### Work request:
Copy out exactly the stretch of the listing below that begins at the line containing "UNIX_EPOCH + Duration::from_secs(timestamp))" and ends at the line containing "pub mod tfidf;", and copy nothing outside it.

### Supplied entries:
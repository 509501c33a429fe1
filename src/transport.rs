//! The single capability the engine needs from an HTTP stack.

use async_trait::async_trait;
use http::{Request, Response};

use crate::{Error, Result};

/// Sends one request and returns the complete response.
///
/// Authentication, connection pooling, timeouts and cancellation are all the
/// transport's business. The engine only calls [`Transport::send`].
///
/// Implementations should report their own failures as
/// [`Error::Transport`]; the `reqwest` implementation uses
/// [`Error::Network`] and [`Error::Timeout`].
///
/// # Examples
///
/// ```
/// use async_trait::async_trait;
/// use harvest::{Result, Transport};
/// use http::{Request, Response, StatusCode};
///
/// struct AlwaysNotFound;
///
/// #[async_trait]
/// impl Transport for AlwaysNotFound {
///     async fn send(&self, _request: Request<Vec<u8>>) -> Result<Response<Vec<u8>>> {
///         let mut response = Response::new(Vec::new());
///         *response.status_mut() = StatusCode::NOT_FOUND;
///         Ok(response)
///     }
/// }
/// ```
#[async_trait]
pub trait Transport: Send + Sync {
    async fn send(&self, request: Request<Vec<u8>>) -> Result<Response<Vec<u8>>>;
}

#[async_trait]
impl Transport for reqwest::Client {
    async fn send(&self, request: Request<Vec<u8>>) -> Result<Response<Vec<u8>>> {
        let request = reqwest::Request::try_from(request).map_err(map_reqwest_error)?;
        let response = self.execute(request).await.map_err(map_reqwest_error)?;

        let status = response.status();
        let headers = response.headers().clone();
        let body = response.bytes().await.map_err(map_reqwest_error)?;

        let mut converted = Response::new(body.to_vec());
        *converted.status_mut() = status;
        *converted.headers_mut() = headers;
        Ok(converted)
    }
}

fn map_reqwest_error(error: reqwest::Error) -> Error {
    if error.is_timeout() {
        Error::Timeout
    } else {
        Error::Network(error)
    }
}
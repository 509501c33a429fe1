//! Rate limit detection and header parsing.
//!
//! Harvest throttles accounts that exceed their request quota. A throttled
//! response is recognised here and its wait hint is exposed to the caller;
//! nothing in this crate sleeps or retries on its own.

use http::{HeaderMap, StatusCode};
use std::time::{Duration, SystemTime, UNIX_EPOCH};

/// Information extracted from rate limit headers.
#[derive(Debug, Clone, Default, PartialEq, Eq)]
pub struct RateLimitInfo {
    /// When the rate limit resets (from X-RateLimit-Reset or RateLimit-Reset headers).
    pub reset_at: Option<SystemTime>,

    /// How long to wait before retrying (from Retry-After header).
    pub retry_after: Option<Duration>,

    /// Number of requests remaining in the current window.
    pub remaining: Option<u64>,
}

impl RateLimitInfo {
    /// Extracts rate limit information from HTTP response headers.
    ///
    /// Parses:
    /// - `Retry-After` (seconds or HTTP date)
    /// - `X-RateLimit-Reset` / `RateLimit-Reset` (Unix timestamp)
    /// - `X-RateLimit-Remaining`
    ///
    /// # Examples
    ///
    /// ```
    /// use harvest::rate_limit::RateLimitInfo;
    /// use http::HeaderMap;
    ///
    /// let mut headers = HeaderMap::new();
    /// headers.insert("retry-after", "60".parse().unwrap());
    ///
    /// let info = RateLimitInfo::from_headers(&headers);
    /// assert_eq!(info.retry_after, Some(std::time::Duration::from_secs(60)));
    /// ```
    pub fn from_headers(headers: &HeaderMap) -> Self {
        Self {
            reset_at: parse_rate_limit_reset(headers),
            retry_after: parse_retry_after(headers),
            remaining: parse_rate_limit_remaining(headers),
        }
    }

    /// Returns how long the server asked callers to wait.
    ///
    /// Uses `retry_after` if available, otherwise the time left until
    /// `reset_at`. Returns `None` if neither is known or the reset time has
    /// already passed.
    pub fn delay(&self) -> Option<Duration> {
        self.retry_after.or_else(|| {
            self.reset_at
                .and_then(|reset_at| reset_at.duration_since(SystemTime::now()).ok())
        })
    }
}

/// Returns `true` if a response with this status and headers means the
/// request was throttled.
///
/// `429 Too Many Requests` always qualifies. Harvest also signals throttling
/// with `503 Service Unavailable` plus a `Retry-After` header; a bare 503 is an
/// ordinary server error.
pub fn is_rate_limited(status: StatusCode, headers: &HeaderMap) -> bool {
    status == StatusCode::TOO_MANY_REQUESTS
        || (status == StatusCode::SERVICE_UNAVAILABLE
            && headers.contains_key(http::header::RETRY_AFTER))
}

/// Parses the Retry-After header.
///
/// Supports both delay-seconds (integer) and HTTP-date formats.
fn parse_retry_after(headers: &HeaderMap) -> Option<Duration> {
    let header = headers.get(http::header::RETRY_AFTER)?.to_str().ok()?.trim();

    if let Ok(seconds) = header.parse::<u64>() {
        return Some(Duration::from_secs(seconds));
    }

    let date_time = httpdate::parse_http_date(header).ok()?;
    // A date in the past means "now".
    Some(
        date_time
            .duration_since(SystemTime::now())
            .unwrap_or(Duration::ZERO),
    )
}

/// Parses X-RateLimit-Reset or RateLimit-Reset headers (Unix timestamp).
fn parse_rate_limit_reset(headers: &HeaderMap) -> Option<SystemTime> {
    ["x-ratelimit-reset", "ratelimit-reset"]
        .iter()
        .filter_map(|name| headers.get(*name)?.to_str().ok()?.trim().parse::<u64>().ok())
        .map(|timestamp| UNIX_EPOCH + Duration::from_secs(timestamp))
        .next()
}

/// Parses X-RateLimit-Remaining header.
fn parse_rate_limit_remaining(headers: &HeaderMap) -> Option<u64> {
    let header = headers.get("x-ratelimit-remaining")?.to_str().ok()?;
    header.trim().parse().ok()
}
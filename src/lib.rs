pub mod article;
pub mod catalog;
pub mod config;
pub mod index;
pub mod persistence;
pub mod provider;
pub mod query;
pub mod remote;
pub mod server;
pub mod storage;
pub mod telemetry;
pub mod tfidf;
pub mod utils;
pub mod vector;

use thiserror::Error;

#[derive(Error, Debug)]
pub enum RecommenderError {
    #[error("Load Error: {0}")]
    LoadError(String),
    #[error("Dimension Mismatch: {articles} articles but {vectors} vectors")]
    DimensionMismatch { articles: usize, vectors: usize },
    #[error("Duplicate article id {0}")]
    DuplicateId(i64),
    #[error("Article {0} not found")]
    NotFound(i64),
    #[error("Invalid Argument: {0}")]
    InvalidArgument(String),
    #[error(transparent)]
    Io(#[from] std::io::Error),
    #[error(transparent)]
    Other(#[from] anyhow::Error),
}

impl RecommenderError {
    /// Load-time failures halt startup; everything else is answered per request.
    pub fn is_fatal(&self) -> bool {
        matches!(
            self,
            RecommenderError::LoadError(_)
                | RecommenderError::DimensionMismatch { .. }
                | RecommenderError::DuplicateId(_)
                | RecommenderError::Io(_)
        )
    }
}

pub type Result<T> = std::result::Result<T, RecommenderError>;

// Re-export main types for convenience
pub use article::Article;
pub use catalog::{Catalog, CatalogCell};
pub use config::{AppConfig, DataConfig, ServerConfig, VectorSource};
pub use index::BruteForceIndex;
pub use persistence::{load_embeddings, save_embeddings_json, save_embeddings_npy, EmbeddingFormat};
pub use provider::{PrecomputedEmbeddings, TfidfProvider, VectorProvider};
pub use query::{Recommendation, Recommendations, Recommender};
pub use remote::RemoteClient;
pub use storage::{CorpusStore, PositionIndex};
pub use tfidf::TfidfVectorizer;
pub use utils::{cosine_similarity, round_score};
pub use vector::VectorTable;
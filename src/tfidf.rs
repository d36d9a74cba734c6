//! Term-weighting transform over article bodies.
//!
//! ```text
//! tfidf(t, d) = tf(t, d) × idf(t)
//! tf(t, d)    = count of term t in document d
//! idf(t)      = ln((1 + n) / (1 + df(t))) + 1
//! ```
//!
//! Each document row is then scaled to unit length.

use crate::{RecommenderError, Result};
use ndarray::Array2;
use std::collections::{HashMap, HashSet};

pub const DEFAULT_MAX_FEATURES: usize = 5000;

pub const ENGLISH_STOP_WORDS: &[&str] = &[
    // articles, determiners
    "a", "an", "the", "this", "that", "these", "those", "all", "any", "both", "each", "every",
    "few", "more", "most", "much", "many", "some", "such", "no", "none", "not", "nor", "only",
    "own", "same", "other", "another", "several", "either", "neither",
    // pronouns
    "i", "me", "my", "myself", "we", "us", "our", "ours", "ourselves", "you", "your", "yours",
    "yourself", "yourselves", "he", "him", "his", "himself", "she", "her", "hers", "herself",
    "it", "its", "itself", "they", "them", "their", "theirs", "themselves",
    // questions
    "what", "which", "who", "whom", "whose", "why", "when", "where", "how",
    // prepositions
    "about", "above", "across", "after", "against", "along", "among", "around", "at", "before",
    "behind", "below", "beneath", "beside", "between", "beyond", "by", "down", "during", "for",
    "from", "in", "inside", "into", "near", "of", "off", "on", "onto", "out", "outside", "over",
    "through", "throughout", "to", "toward", "towards", "under", "until", "up", "upon", "via",
    "with", "within", "without",
    // conjunctions
    "and", "as", "because", "but", "if", "or", "since", "so", "than", "though", "unless",
    "while", "whether", "yet",
    // auxiliaries
    "am", "is", "are", "was", "were", "be", "been", "being", "have", "has", "had", "having",
    "do", "does", "did", "doing", "would", "should", "could", "can", "cannot", "may", "might",
    "must", "will", "shall",
    // adverbs
    "again", "also", "already", "always", "even", "ever", "here", "there", "then", "now",
    "just", "very", "too", "once", "still", "never", "often", "however", "therefore", "thus",
];

#[derive(Debug, Clone)]
pub struct TfidfVectorizer {
    max_features: Option<usize>,
    min_df: usize,
    lowercase: bool,
    stop_words: Option<HashSet<String>>,
    vocabulary: HashMap<String, usize>,
    idf: Vec<f32>,
}

impl TfidfVectorizer {
    pub fn new() -> Self {
        Self {
            max_features: Some(DEFAULT_MAX_FEATURES),
            min_df: 1,
            lowercase: true,
            stop_words: None,
            vocabulary: HashMap::new(),
            idf: Vec::new(),
        }
    }

    #[must_use]
    pub fn with_stop_words_english(mut self) -> Self {
        self.stop_words = Some(ENGLISH_STOP_WORDS.iter().map(|w| w.to_string()).collect());
        self
    }

    #[must_use]
    pub fn with_stop_words(mut self, words: &[&str]) -> Self {
        self.stop_words = Some(words.iter().map(|w| w.to_lowercase()).collect());
        self
    }

    /// Caps the vocabulary to the most frequent terms; `None` keeps every term.
    #[must_use]
    pub fn with_max_features(mut self, max_features: Option<usize>) -> Self {
        self.max_features = max_features;
        self
    }

    /// Terms present in fewer than `min_df` documents are dropped.
    #[must_use]
    pub fn with_min_df(mut self, min_df: usize) -> Self {
        self.min_df = min_df.max(1);
        self
    }

    #[must_use]
    pub fn with_lowercase(mut self, lowercase: bool) -> Self {
        self.lowercase = lowercase;
        self
    }

    fn tokenize(&self, text: &str) -> Vec<String> {
        text.split(|c: char| !(c.is_alphanumeric() || c == '_'))
            .filter(|token| token.chars().count() >= 2)
            .map(|token| {
                if self.lowercase {
                    token.to_lowercase()
                } else {
                    token.to_string()
                }
            })
            .filter(|token| {
                self.stop_words
                    .as_ref()
                    .map_or(true, |stop| !stop.contains(token))
            })
            .collect()
    }

    pub fn fit<S: AsRef<str>>(&mut self, documents: &[S]) -> Result<()> {
        if documents.is_empty() {
            return Err(RecommenderError::LoadError(
                "Cannot fit term weights on an empty corpus".to_string(),
            ));
        }

        let mut term_freq: HashMap<String, usize> = HashMap::new();
        let mut doc_freq: HashMap<String, usize> = HashMap::new();

        for doc in documents {
            let tokens = self.tokenize(doc.as_ref());
            let mut seen: HashSet<&str> = HashSet::new();
            for token in &tokens {
                *term_freq.entry(token.clone()).or_insert(0) += 1;
                if seen.insert(token.as_str()) {
                    *doc_freq.entry(token.clone()).or_insert(0) += 1;
                }
            }
        }

        let mut ranked: Vec<(String, usize)> = term_freq
            .into_iter()
            .filter(|(term, _)| doc_freq.get(term).copied().unwrap_or(0) >= self.min_df)
            .collect();
        ranked.sort_by(|a, b| b.1.cmp(&a.1).then_with(|| a.0.cmp(&b.0)));
        if let Some(max_features) = self.max_features {
            ranked.truncate(max_features);
        }

        if ranked.is_empty() {
            return Err(RecommenderError::LoadError(
                "No terms left after tokenization and stop-word filtering".to_string(),
            ));
        }

        let n_docs = documents.len() as f32;
        self.idf = ranked
            .iter()
            .map(|(term, _)| {
                let df = doc_freq[term] as f32;
                ((1.0 + n_docs) / (1.0 + df)).ln() + 1.0
            })
            .collect();
        self.vocabulary = ranked
            .into_iter()
            .enumerate()
            .map(|(column, (term, _))| (term, column))
            .collect();

        Ok(())
    }

    /// One L2-normalized row per document; documents with no known terms map to zeros.
    pub fn transform<S: AsRef<str>>(&self, documents: &[S]) -> Result<Array2<f32>> {
        if self.vocabulary.is_empty() {
            return Err(RecommenderError::LoadError(
                "Vocabulary is empty. Call fit() first".to_string(),
            ));
        }

        let mut matrix = Array2::<f32>::zeros((documents.len(), self.vocabulary.len()));
        for (row, doc) in documents.iter().enumerate() {
            for token in self.tokenize(doc.as_ref()) {
                if let Some(&column) = self.vocabulary.get(&token) {
                    matrix[[row, column]] += 1.0;
                }
            }
        }

        for mut row in matrix.rows_mut() {
            row.iter_mut()
                .zip(&self.idf)
                .for_each(|(value, idf)| *value *= idf);
            let norm = row.dot(&row).sqrt();
            if norm > 0.0 {
                row.mapv_inplace(|v| v / norm);
            }
        }

        Ok(matrix)
    }

    pub fn fit_transform<S: AsRef<str>>(&mut self, documents: &[S]) -> Result<Array2<f32>> {
        self.fit(documents)?;
        self.transform(documents)
    }

    pub fn vocabulary(&self) -> &HashMap<String, usize> {
        &self.vocabulary
    }

    pub fn vocabulary_size(&self) -> usize {
        self.vocabulary.len()
    }
}

impl Default for TfidfVectorizer {
    fn default() -> Self {
        Self::new()
    }
}
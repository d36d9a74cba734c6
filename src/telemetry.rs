use tracing_subscriber::{fmt, prelude::*, EnvFilter};

/// Installs the global subscriber. `RUST_LOG` overrides the `info` default.
/// Calling it again after a subscriber is installed is a no-op.
pub fn init_tracing() {
    let env_filter = EnvFilter::try_from_default_env().unwrap_or_else(|_| EnvFilter::new("info"));
    let fmt_layer = fmt::layer().with_target(false).with_writer(std::io::stderr);
    let _ = tracing_subscriber::registry()
        .with(env_filter)
        .with(fmt_layer)
        .try_init();
}
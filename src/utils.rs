use ndarray::ArrayView1;

fn dot_f64(v1: ArrayView1<'_, f32>, v2: ArrayView1<'_, f32>) -> f64 {
    v1.iter().zip(v2.iter()).map(|(a, b)| *a as f64 * *b as f64).sum()
}

/// Cosine of the angle between `v1` and `v2`; 0 when either has zero norm.
///
/// Accumulates in `f64`: squares of any finite `f32`, subnormals included,
/// neither overflow nor flush to zero there.
pub fn cosine_similarity(v1: ArrayView1<'_, f32>, v2: ArrayView1<'_, f32>) -> f32 {
    let dot_product = dot_f64(v1, v2);
    let norm1 = dot_f64(v1, v1).sqrt();
    let norm2 = dot_f64(v2, v2).sqrt();

    if norm1 == 0.0 || norm2 == 0.0 {
        0.0
    } else {
        // + 0.0 folds a negative zero into 0.0
        (dot_product / (norm1 * norm2)) as f32 + 0.0
    }
}

/// Rounds for display only; stored scores keep full precision.
pub fn round_score(score: f32, places: u32) -> f32 {
    let factor = 10f32.powi(places as i32);
    (score * factor).round() / factor
}

pub fn generate_random_vectors(dim: usize, num: usize) -> Vec<Vec<f32>> {
    use rand::Rng;
    let mut rng = rand::thread_rng();

    (0..num)
        .map(|_| (0..dim).map(|_| rng.gen_range(-1.0..1.0)).collect())
        .collect()
}

#[cfg(test)]
mod tests {
    use super::*;
    use ndarray::arr1;

    #[test]
    fn perpendicular_vectors_score_zero() {
        let v1 = arr1(&[1.0, 0.0, 0.0]);
        let v2 = arr1(&[0.0, 1.0, 0.0]);
        assert_eq!(cosine_similarity(v1.view(), v2.view()), 0.0);
    }

    #[test]
    fn magnitude_does_not_matter() {
        let v1 = arr1(&[1.0, 2.0, 3.0]);
        let v2 = arr1(&[10.0, 20.0, 30.0]);
        assert!((cosine_similarity(v1.view(), v2.view()) - 1.0).abs() < 1e-6);
    }

    #[test]
    fn opposite_vectors_score_minus_one() {
        let v1 = arr1(&[1.0, -2.0]);
        let v2 = arr1(&[-1.0, 2.0]);
        assert!((cosine_similarity(v1.view(), v2.view()) + 1.0).abs() < 1e-6);
    }

    #[test]
    fn zero_norm_scores_zero() {
        let zero = arr1(&[0.0, 0.0]);
        let other = arr1(&[3.0, 4.0]);
        assert_eq!(cosine_similarity(zero.view(), other.view()), 0.0);
        assert_eq!(cosine_similarity(zero.view(), zero.view()), 0.0);
    }

    #[test]
    fn extreme_magnitudes_keep_self_similarity() {
        let big = arr1(&[1e20, 1e20]);
        let tiny = arr1(&[1e-25, 0.0]);
        let subnormal = arr1(&[f32::from_bits(1), 0.0]);

        assert_eq!(cosine_similarity(big.view(), big.view()), 1.0);
        assert_eq!(cosine_similarity(tiny.view(), tiny.view()), 1.0);
        assert_eq!(cosine_similarity(subnormal.view(), subnormal.view()), 1.0);
        assert!((cosine_similarity(big.view(), tiny.view()) - std::f32::consts::FRAC_1_SQRT_2).abs() < 1e-6);

        let max = arr1(&[f32::MAX, -f32::MAX, f32::MAX]);
        assert_eq!(cosine_similarity(max.view(), max.view()), 1.0);
    }

    #[test]
    fn orthogonal_negative_components_score_positive_zero() {
        let v1 = arr1(&[-1.0, 0.0]);
        let v2 = arr1(&[0.0, -1.0]);
        let score = cosine_similarity(v1.view(), v2.view());
        assert_eq!(score, 0.0);
        assert!(score.is_sign_positive());
    }

    #[test]
    fn rounds_for_display() {
        assert_eq!(round_score(0.123456, 4), 0.1235);
        assert_eq!(round_score(1.0, 4), 1.0);
    }
}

### The answer:
        .map(|timestamp| UNIX_EPOCH + Duration::from_secs(timestamp))
        .next()
}

/// Parses X-RateLimit-Remaining header.
fn parse_rate_limit_remaining(headers: &HeaderMap) -> Option<u64> {
    let header = headers.get("x-ratelimit-remaining")?.to_str().ok()?;
    header.trim().parse().ok()
}
filename src/lib.rs
pub mod article;
pub mod catalog;
pub mod config;
pub mod index;
pub mod persistence;
pub mod provider;
pub mod query;
pub mod remote;
pub mod server;
pub mod storage;
pub mod telemetry;
pub mod tfidf;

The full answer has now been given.